Tally the lines in the listing below that contain "String" and report the tally alone.
——
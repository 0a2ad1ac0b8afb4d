use crate::api::BrokerStats;

/// Renders a stats snapshot in Prometheus text exposition format. The broker
/// itself carries no metrics registry; callers scrape this from whatever
/// surface they expose.
pub fn render_stats(stats: &BrokerStats, namespace: &str) -> String {
    let ns = if namespace.is_empty() {
        "sharq"
    } else {
        namespace
    };

    let mut out = String::new();
    out.push_str(&format!(
        "# HELP {ns}_enqueued_total Requests enqueued at the back\n# TYPE {ns}_enqueued_total counter\n{ns}_enqueued_total {}\n",
        stats.enqueued
    ));
    out.push_str(&format!(
        "# HELP {ns}_requeued_total Requests re-enqueued at the front after a dispatch failure\n# TYPE {ns}_requeued_total counter\n{ns}_requeued_total {}\n",
        stats.requeued
    ));
    out.push_str(&format!(
        "# HELP {ns}_dequeued_total Requests handed to workers\n# TYPE {ns}_dequeued_total counter\n{ns}_dequeued_total {}\n",
        stats.dequeued
    ));
    out.push_str(&format!(
        "# HELP {ns}_rejected_total Requests rejected at the tenant queue cap\n# TYPE {ns}_rejected_total counter\n{ns}_rejected_total {}\n",
        stats.rejected
    ));
    out.push_str(&format!(
        "# HELP {ns}_forgotten_workers_total Workers removed by the forget-delay sweep\n# TYPE {ns}_forgotten_workers_total counter\n{ns}_forgotten_workers_total {}\n",
        stats.forgotten_workers
    ));
    out.push_str(&format!(
        "# HELP {ns}_queue_len Queued requests across all tenants\n# TYPE {ns}_queue_len gauge\n{ns}_queue_len {}\n",
        stats.queue_len
    ));
    out.push_str(&format!(
        "# HELP {ns}_tenants Tenants with a queue\n# TYPE {ns}_tenants gauge\n{ns}_tenants {}\n",
        stats.tenants
    ));
    out.push_str(&format!(
        "# HELP {ns}_workers Registered workers\n# TYPE {ns}_workers gauge\n{ns}_workers {}\n",
        stats.workers
    ));

    out
}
——
Reply
2